Искусство эфемерно, произведение, если брать буквальный смысл слова, не становится вещью – а живет отпечатком (если заденет и не сотрется) в памяти видевшего. Границы между музеем как храмом искусств и кипящей за его стенами жизнью стираются, как и границы того, что может называться произведением искусства. Мысли это, впрочем, давно не новые. «Ситуации» Тино Сегала предлагают зрителю обыденные обстоятельства – поддержать, развить или нет разговор с незнакомцами, откликнуться ли (хоть взглядом) на пропетое вдруг поставленным голосом «Это пропаганда» в залах советской живописи (ведь и музей – род пропаганды чьего-то взгляда на искусство), вообще – участвовать или остаться пассивным.
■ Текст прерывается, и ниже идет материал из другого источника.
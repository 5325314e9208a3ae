//! Staff domain model.
//!
//! Staff members belong to exactly one consultorio. Their kind is the
//! count dimension for entitlement checks, and doctors are the
//! collision key for scheduling.

use chrono::{DateTime, Utc};
use serde::{Deserialize, Serialize};
use uuid::Uuid;

#[derive(Debug, Clone, Copy, Serialize, Deserialize, PartialEq, Eq)]
pub enum StaffKind {
    Doctor,
    Receptionist,
    Admin,
}

#[derive(Debug, Clone, Copy, Serialize, Deserialize, PartialEq, Eq)]
pub enum StaffStatus {
    Active,
    Inactive,
}

#[derive(Debug, Clone, Serialize, Deserialize)]
pub struct Staff {
    pub id: Uuid,
    pub consultorio_id: Uuid,
    pub name: String,
    /// Unique within the consultorio.
    pub email: String,
    pub kind: StaffKind,
    pub status: StaffStatus,
    pub created_at: DateTime<Utc>,
    pub updated_at: DateTime<Utc>,
}

/// Fields required to create a new staff member.
#[derive(Debug, Clone, Serialize, Deserialize)]
pub struct CreateStaff {
    pub consultorio_id: Uuid,
    pub name: String,
    pub email: String,
    pub kind: StaffKind,
}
Тут, как говорится, as you wish. При этом, рассуждая в блицформате о прогрессе, наматывая круги по флигелю «Руина» Музея архитектуры с людьми разных возрастов – разных циклов жизни («This Progress» – «Этот прогресс», 2006), может статься, вы (и они) ничего из этой коммуникации не вынесете, кроме того, скажем, что с возрастом научаетесь не только говорить, но и слушать. Можно пытаться подтолкнуть разговор вперед, можно начать сначала с другими участниками и историями, можно оставить все, как сложилось – все как в жизни.
«Поцелуй» (Kiss, 2002) связывает обе выставочные площадки, показывая, как много значит контекст, и кардинально меняя роль зрителя. Если в Третьяковке в зале соцреализма с герасимовскими «Сталиным и Ворошиловым в Кремле» (и самим Кремлем за окном), с моделью мухинских «Рабочего и колхозницы», с доносящимся из колонки «Время, вперед!» перформеры в обычной одежде ребят, забежавших в музей, медленно и медитативно «цитирующие» поцелуи из истории искусства, оставляют вас, для которых приготовлена банкетка, зрителями в музее (и прямолинейно напоминают, что при любых режимах частная жизнь остается жизнью), то в так называемом clean version (2006) в Музее архитектуры вы уже становитесь почти вуайеристом. Нужно выждать несколько минут, пока глаза привыкнут в кромешной тьме пустой комнаты, где начнут проступать слабо освещенный дверной проем и силуэты, кажется, на этот раз обнаженных целующихся. Впрочем, даже манипулятивно подводя публику к границе вуайеризма, Сегал, надо отдать ему должное, не переходит грани: это не ситуация двоих, а именно пластическое рождение и трансформация цитат – из Родена, Климта, возможно, Бранкузи, Джеффа Кунса, возможно, даже из «Аллегории с Венерой и Амуром» Бронзино... Рождение медленное, отстраненное и остраненное, требующее от воплощающих его интерпретаторов большой подготовки – физической (не секрет, что в танце, если сравнить это и с пластическими искусствами, а не только с ожившими скульптурами, «в режиме замедленной съемки» двигаться намного труднее) и эмоциональной.
Сегаловское искусство, как бы его ни связывать с хореографией и телесной чувственностью, – рассудочное. Делающее очередной после многих предшественников шаг в жизнь, призывающее зрителя быть внимательным, иронизирующее над многими клише – и не обещающее ни удивить (в конце концов Сегал – не Кокто, а публика – не Дягилев, чтобы говорить «Удиви меня»), ни даже просто вызвать отклик. Вполне возможно, часто бессмысленно предполагать, что хотел сказать художник – похоже, ему важнее, что успел подумать зритель. К примеру, когда напротив метафизических натюрмортов Дмитрия Краснопевцева девушка-танцор медленно исполняет Instead of Allowing Some Thing to Rise Up to Your Face Dancing Bruce and Dan and Other Things («Вместо того чтобы позволять чему-либо возноситься к твоему лицу, танцуя Брюса и Дэна и другое», 2000), зритель вовсе не обязан считать отсылки к произведениям Брюса Наумана или Дэна Грэма. Все это – игры ума, и, как говорит сам Сегал, в том и удовольствие, чтобы было как можно больше трактовок. Но и зритель вправе остаться равнодушным.